Carlota Moseguí

El tercer largometraje del director búlgaro Konstantin Bojanov –Avé (2011) e Invisible (2009)– arranca con un adolescente siendo brutalmente humillado por su maestro. En la primera escena de Light Thereafter, el tutor grita al protagonista que sus cuadros son basura, y, a continuación, le echa de su casa. Tras esa incómoda introducción, las escenas sucesivas no terminan de encajar cronológicamente, dado que éstas revelan, primero, los anteriores intentos (fallidos) del joven por pintar siguiendo las directrices de ese famoso artista plástico llamado Arnaud, y, más adelante, la noche en que el joven llegó al chateau de la Provenza donde vive el renombrado pintor. El espectador no necesitará más de tres cambios de escenario para descubrir que la trama de Light Thereafter será narrada a través de su orden cronológico invertido.
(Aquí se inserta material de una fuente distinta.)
use std::str::FromStr;

use tracing::metadata::LevelFilter;
use tracing_subscriber::{
    Layer, filter::FilterFn, prelude::__tracing_subscriber_SubscriberExt, util::SubscriberInitExt,
};

/// Initialize the global tracing subscriber.
///
/// Level defaults to TRACE in debug builds and INFO in release builds, and
/// can be overridden with the `LOG_LEVEL` environment variable. Only events
/// from herald crates are emitted.
pub fn init() {
    let default = if cfg!(debug_assertions) {
        LevelFilter::TRACE
    } else {
        LevelFilter::INFO
    };

    let level = std::env::var("LOG_LEVEL").map_or(default, |level| {
        LevelFilter::from_str(level.as_str()).unwrap_or_else(|_| {
            eprintln!("Invalid log level specified {level}, defaulting to {default}");
            default
        })
    });

    tracing_subscriber::Registry::default()
        .with(
            tracing_subscriber::fmt::layer()
                .with_file(false)
                .with_line_number(false)
                .compact()
                .with_ansi(true)
                .with_timer(tracing_subscriber::fmt::time::ChronoUtc::rfc_3339())
                .with_filter(level)
                .with_filter(FilterFn::new(|metadata| {
                    metadata.target().starts_with("herald")
                })),
        )
        .init();
}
Como decíamos, Light Thereafter arranca con una negativa aplastante. Arnaud no sólo detesta al joven que se ha colado en su casa para impregnarse de su arte; también detesta los cuadros que pinta. Al parecer, sean cuales sean los motivos que llevaron a ese inglés de padres búlgaros en busca del pintor retirado en la Provenza han sido en vano. Sin embargo, montando el largometraje a la inversa, Bojanov se dispone a defender lo contrario. Light Thereafter se apoya en una suerte de renacimiento que nunca veremos, aunque sí se materializará en un sugerente fuera de campo, cuando entendamos el calvario que ha sufrido ese adolescente de dieciséis años llamado Pavel. Carente de figura paterna, el chico –que además sufre algún tipo de trastorno mental grave que lo induce a autolesionarse o hablar solo consigo mismo– se relaciona únicamente con mujeres, cuyos nombres dan título a los ocho episodios de la ficción. Un amplio repertorio femenino que abarca desde prostitutas hasta amantes francesas, llegando finalmente a la madre (interpretada por la imponente actriz búlgara Margita Gosheva –protagonista de The Lesson y Glory–).

Bojanov sorprendió a la audiencia del Festival de Rotterdam con esta conmovedora road movie protagonizada por un personaje roto que se entrega por completo a su único sueño: ser pintor. No obstante, su nueva cinta, que posee muchos puntos en común con Avé (sobre dos adolescentes perdidos recorriendo Bulgaria en autostop), se distancia de aquella por la indefinida profundidad psicológica del protagonista. Terminado el film, nos da la sensación de haber dado un rodeo interminable para evitar hablar con franqueza de su esquizofrenia, así como de su obsesión por encontrar el amor del padre que nunca tuvo a través del arte.

La segunda película presentada en la primera jornada de Rotterdam, que compite por el próximo Tiger Award, fue el quinto largometraje del director indio Sanal Kumar Sasidharan. Sexy Durga plantea una inquietante radiografía del machismo en la India actual combinando imágenes de un festival hindú en Kerala con el relato de una pareja que viaja en autostop a medianoche. Tan sólo reconocemos dos protagonistas (femeninas) en el film: la diosa Durga a la que los devotos de Kerala demuestran su adoración a través de sacrificios físicos (caminando sobre brasas todavía ardiendo, colgando de barras de metal que perforan su piel…), y una chica con el mismo nombre, percibida como un objeto sexual por todos los hombres que se cruzarán con ella y su novio en la carretera. Kumar Sasidharan define la imagen de la mujer en la India, según la mentalidad masculina, a través de dos mujeres con el mismo nombre: una diosa y una puta.

Cabe destacar la habilidad del director para imbricar las escenas de no-ficción con la historia de los dos amantes encerrados en el coche de desconocidos que abiertamente desean abusar de la chica. Asimismo, son los prodigiosos movimientos de cámara los que consiguen fusionar dos formatos tan antitéticos. Tanto la parte documental como la ficción están filmadas mediante travellings imposibles que refuerzan la claustrofobia del ritual y del interior del vehículo: una claustrofobia similar a haber nacido mujer en la India.